J’aime dire que mon homosexualité a été à chaque fois plus forte que moi et oser l’experimenter a pendant longtemps été synonyme d’un aller simple irréversible vers une homosexualité que je n’étais pas encore prêt à assumer.
Donc tant que je n’experimentais pas, je restais hétéro dans ma tête.
J’aimerais conclure que c’est une chose de se savoir homosexuel très jeune (comme cela fut mon cas) et s’identifier homosexuel et aux autres personnes homosexuelles.
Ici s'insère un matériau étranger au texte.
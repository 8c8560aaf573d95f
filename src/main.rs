// ==========================================
// 注入数据稳定性核对 - 命令行入口
// ==========================================
// 流程: 加载配置 -> 依次查询活跃数据源 -> 合并 -> 写 CSV 报表
// 退出码: 0 完成（含部分数据源失败）; 1 配置错误或报表写入失败
// ==========================================

use anyhow::Context;
use clap::Parser;
use injection_audit::config::{resolve_config_path, ConfigView, InjectionParams};
use injection_audit::domain::SourceKind;
use injection_audit::report::{CsvReportWriter, ReportSink, DEFAULT_REPORT_FILE};
use injection_audit::{logging, perf, ReconciliationEngine};
use std::path::PathBuf;
use std::process::ExitCode;

/// 未启用 odbc 特性时 ASE 无法连接,其计数按 0 计入报表
const ODBC_BUILD_NOTE: &str = "\
注意: ASE 数据源通过 ODBC 访问,需要以 `cargo build --release --features odbc` 构建,
并安装 unixODBC 与 FreeTDS 驱动。默认构建中 [ase] 数据源总是连接失败,其产品类型计数为 0。";

#[derive(Debug, Parser)]
#[command(
    name = "injection-audit",
    version,
    about = "多数据源注入计数核对",
    after_help = ODBC_BUILD_NOTE
)]
struct Cli {
    /// 配置文件路径（默认: ./config.ini）
    #[arg(long, short = 'c', env = "INJECTION_AUDIT_CONFIG")]
    config: Option<PathBuf>,

    /// 报表输出路径（默认: ./Stability_results.csv）
    #[arg(long, short = 'o')]
    output: Option<PathBuf>,

    /// 在 stdout 额外输出 JSON 摘要
    #[arg(long)]
    summary_json: bool,
}

fn main() -> ExitCode {
    let cli = Cli::parse();

    // 初始化日志系统
    logging::init();
    perf::install_query_tracing();

    tracing::info!("==================================================");
    tracing::info!("{}", injection_audit::APP_NAME);
    tracing::info!("系统版本: {}", injection_audit::VERSION);
    tracing::info!("==================================================");

    match run(cli) {
        Ok(()) => ExitCode::SUCCESS,
        Err(e) => {
            tracing::error!("{:#}", e);
            ExitCode::from(1)
        }
    }
}

fn run(cli: Cli) -> anyhow::Result<()> {
    let config_path = resolve_config_path(cli.config.as_deref());
    tracing::info!("使用配置文件: {}", config_path.display());

    let config = ConfigView::load(&config_path).context("读取配置文件失败")?;
    let injection = InjectionParams::from_config(&config).context("读取 [injection] 配置失败")?;
    let engine =
        ReconciliationEngine::from_config(&config, &injection).context("装配数据源失败")?;

    if !cfg!(feature = "odbc") && engine.active_sources().contains(&SourceKind::LegacyRdbms) {
        tracing::warn!("当前构建未启用 odbc 特性,[ase] 数据源将连接失败并按 0 计入");
    }

    let report = engine.run();

    let output = match cli.output {
        Some(path) => path,
        None => std::env::current_dir()
            .context("无法获取当前工作目录")?
            .join(DEFAULT_REPORT_FILE),
    };
    CsvReportWriter::new(&output)
        .write_report(report.product_types(), &report.merged)
        .with_context(|| format!("写入报表失败: {}", output.display()))?;

    if cli.summary_json {
        println!("{}", serde_json::to_string_pretty(&report.summary_json())?);
    }

    tracing::info!("核对完成,结果已保存到 {}", output.display());
    Ok(())
}
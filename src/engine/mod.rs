// ==========================================
// 注入数据稳定性核对 - 引擎层
// ==========================================
// 职责: 驱动各数据源计数,按产品类型合并
// 红线: 引擎不拼 SQL,数据源失败在数据源边界隔离
// ==========================================

pub mod aggregator;
pub mod reconciliation;

// 重导出核心引擎
pub use aggregator::{CountAggregator, SourceOutcome, SourceStatus};
pub use reconciliation::{merge_counts, ActiveSource, ReconciliationEngine, ReconciliationReport};
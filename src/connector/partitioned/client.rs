// ==========================================
// 注入数据稳定性核对 - Presto HTTP 客户端
// ==========================================
// 协议: POST /v1/statement 提交,沿 nextUri 逐页拉取直至结束
// 参数: X-Presto-Prepared-Statement 头 + EXECUTE ... USING 类型化字面量
// ==========================================

use crate::config::PartitionedCredentials;
use crate::connector::error::{SourceError, SourceResult};
use reqwest::blocking::{Client, Response};
use serde::Deserialize;
use serde_json::Value;
use std::fmt;

/// 预编译语句名
const PREPARED_STATEMENT_NAME: &str = "audit_stmt";

const SOURCE_HEADER_VALUE: &str = "injection-audit";

// ==========================================
// PrestoValue - 绑定参数
// ==========================================
#[derive(Debug, Clone, PartialEq, Eq)]
pub enum PrestoValue {
    Integer(i64),
    Varchar(String),
}

impl PrestoValue {
    /// 渲染为 EXECUTE ... USING 中的字面量（字符串单引号双写）
    pub fn to_literal(&self) -> String {
        match self {
            PrestoValue::Integer(v) => v.to_string(),
            PrestoValue::Varchar(s) => format!("'{}'", s.replace('\'', "''")),
        }
    }
}

// ==========================================
// PrestoStatement - 带参数的语句
// ==========================================
#[derive(Debug, Clone, PartialEq, Eq)]
pub struct PrestoStatement {
    sql: String,
    params: Vec<PrestoValue>,
}

impl PrestoStatement {
    pub fn new(sql: impl Into<String>) -> Self {
        Self {
            sql: sql.into(),
            params: Vec::new(),
        }
    }

    pub fn bind(mut self, value: PrestoValue) -> Self {
        self.params.push(value);
        self
    }

    pub fn sql(&self) -> &str {
        &self.sql
    }

    pub fn params(&self) -> &[PrestoValue] {
        &self.params
    }

    /// 请求体: 无参数时为原 SQL,否则为 EXECUTE 语句
    pub fn request_body(&self) -> String {
        if self.params.is_empty() {
            return self.sql.clone();
        }
        let literals: Vec<String> = self.params.iter().map(PrestoValue::to_literal).collect();
        format!("EXECUTE {} USING {}", PREPARED_STATEMENT_NAME, literals.join(", "))
    }

    /// X-Presto-Prepared-Statement 头（仅有参数时需要）
    pub fn prepared_header(&self) -> Option<String> {
        if self.params.is_empty() {
            return None;
        }
        let encoded: String = url::form_urlencoded::byte_serialize(self.sql.as_bytes()).collect();
        Some(format!("{}={}", PREPARED_STATEMENT_NAME, encoded))
    }
}

impl fmt::Display for PrestoStatement {
    fn fmt(&self, f: &mut fmt::Formatter<'_>) -> fmt::Result {
        f.write_str(&self.sql)
    }
}

// ==========================================
// 协议响应结构
// ==========================================
#[derive(Debug, Deserialize)]
#[serde(rename_all = "camelCase")]
struct QueryResults {
    #[serde(default)]
    id: Option<String>,
    #[serde(default)]
    next_uri: Option<String>,
    #[serde(default)]
    data: Option<Vec<Vec<Value>>>,
    #[serde(default)]
    error: Option<QueryFailure>,
}

#[derive(Debug, Deserialize)]
#[serde(rename_all = "camelCase")]
struct QueryFailure {
    message: String,
    #[serde(default)]
    error_name: Option<String>,
}

// ==========================================
// PrestoClient
// ==========================================
pub struct PrestoClient {
    http: Client,
    base_url: String,
    user: String,
    catalog: String,
    schema: String,
}

impl PrestoClient {
    pub fn new(
        base_url: impl Into<String>,
        user: impl Into<String>,
        catalog: impl Into<String>,
        schema: impl Into<String>,
    ) -> SourceResult<Self> {
        let http = Client::builder()
            .build()
            .map_err(|e| SourceError::Connection(e.to_string()))?;

        Ok(Self {
            http,
            base_url: base_url.into().trim_end_matches('/').to_string(),
            user: user.into(),
            catalog: catalog.into(),
            schema: schema.into(),
        })
    }

    pub fn from_credentials(credentials: &PartitionedCredentials) -> SourceResult<Self> {
        Self::new(
            credentials.base_url(),
            credentials.user.clone(),
            credentials.catalog.clone(),
            credentials.schema.clone(),
        )
    }

    pub fn base_url(&self) -> &str {
        &self.base_url
    }

    /// 探测协调节点是否可达（GET /v1/info）
    pub fn ping(&self) -> SourceResult<()> {
        let response = self
            .http
            .get(format!("{}/v1/info", self.base_url))
            .send()
            .map_err(|e| SourceError::Connection(e.to_string()))?;

        if !response.status().is_success() {
            return Err(SourceError::Connection(format!(
                "{} 返回 HTTP {}",
                self.base_url,
                response.status()
            )));
        }
        Ok(())
    }

    /// 执行语句并返回全部数据行
    pub fn query(&self, statement: &PrestoStatement) -> SourceResult<Vec<Vec<Value>>> {
        let mut request = self
            .http
            .post(format!("{}/v1/statement", self.base_url))
            .header("X-Presto-User", &self.user)
            .header("X-Presto-Catalog", &self.catalog)
            .header("X-Presto-Schema", &self.schema)
            .header("X-Presto-Source", SOURCE_HEADER_VALUE)
            .body(statement.request_body());

        if let Some(prepared) = statement.prepared_header() {
            request = request.header("X-Presto-Prepared-Statement", prepared);
        }

        let mut page = decode_page(request.send()?)?;
        let mut rows = Vec::new();

        loop {
            if let Some(failure) = page.error.take() {
                return Err(SourceError::Query(format!(
                    "{}{}",
                    failure
                        .error_name
                        .map(|name| format!("{}: ", name))
                        .unwrap_or_default(),
                    failure.message
                )));
            }
            if let Some(data) = page.data.take() {
                rows.extend(data);
            }
            match page.next_uri.take() {
                Some(next) => {
                    tracing::trace!(query_id = ?page.id, next_uri = %next, "拉取下一页");
                    page = decode_page(
                        self.http
                            .get(&next)
                            .header("X-Presto-User", &self.user)
                            .send()?,
                    )?;
                }
                None => break,
            }
        }

        Ok(rows)
    }

    /// 执行返回单个计数的语句（无数据行视为 0）
    pub fn query_count(&self, statement: &PrestoStatement) -> SourceResult<i64> {
        let rows = self.query(statement)?;
        let Some(cell) = rows.first().and_then(|row| row.first()) else {
            return Ok(0);
        };
        match cell {
            Value::Null => Ok(0),
            Value::Number(n) => n
                .as_i64()
                .ok_or_else(|| SourceError::Protocol(format!("计数不是整数: {}", n))),
            other => Err(SourceError::Protocol(format!("计数列类型错误: {}", other))),
        }
    }
}

fn decode_page(response: Response) -> SourceResult<QueryResults> {
    let status = response.status();
    if !status.is_success() {
        let body = response.text().unwrap_or_default();
        return Err(SourceError::Query(format!("HTTP {}: {}", status, body.trim())));
    }
    response
        .json::<QueryResults>()
        .map_err(|e| SourceError::Protocol(e.to_string()))
}

#[cfg(test)]
mod tests {
    use super::*;

    #[test]
    fn test_varchar_literal_escapes_quotes() {
        let v = PrestoValue::Varchar("10.1' OR '1'='1".to_string());
        assert_eq!(v.to_literal(), "'10.1'' OR ''1''=''1'");
        assert_eq!(PrestoValue::Integer(-3).to_literal(), "-3");
    }

    #[test]
    fn test_statement_without_params_is_sent_verbatim() {
        let stmt = PrestoStatement::new("SELECT 1");
        assert_eq!(stmt.request_body(), "SELECT 1");
        assert!(stmt.prepared_header().is_none());
    }

    #[test]
    fn test_statement_with_params_uses_execute() {
        let stmt = PrestoStatement::new("SELECT * FROM t WHERE a = ? AND b LIKE ?")
            .bind(PrestoValue::Integer(7))
            .bind(PrestoValue::Varchar("%10.1%".to_string()));

        assert_eq!(stmt.request_body(), "EXECUTE audit_stmt USING 7, '%10.1%'");
        let header = stmt.prepared_header().unwrap();
        assert!(header.starts_with("audit_stmt=SELECT+*+FROM+t"));
        assert!(!header.contains(' '));
    }

    #[test]
    fn test_base_url_trailing_slash_trimmed() {
        let client = PrestoClient::new("http://coord:8080/", "u", "hive", "default").unwrap();
        assert_eq!(client.base_url(), "http://coord:8080");
    }
}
Il m’a fallu plus de 25 ans de lutte avec moi même entre mes 11 ans et maintenant pour m’identifier homosexuel et me construire une identité homosexuelle.
Bonjour et merci pour votre partage.
Il nous faut un temps d’acceptation oui, je suis d’accord avec vous, pas forcément pour « s’identifier », je dirais plutôt pour « intégrer » son orientation ou son attirance sexuelle.
Pour certaines personnes, il leur faut vivre l’expérience pour confirmer leur impression. Pour d’autres, c’est déjà là, a priori, c’est à dire avant même de vivre une expérience sensuelle ou sexuelle.
Je suis d’accord avec vous sur le critère de « récurrence » du désir et de l’attirance, c’est sans doute un indicateur de notre orientation.
Et je comprends que pour vous cette révélation s’est faite sur fond de conflit interne et même d’une « lutte » pour reprendre vous mots, afin de construire votre personne, avec cette orientation sexuelle
Merci encore de partager votre vécu sur mon blog, je suis sûr que votre témoignage sera utile à d’autres qui se posent des questions sur ce qu’il ressentent.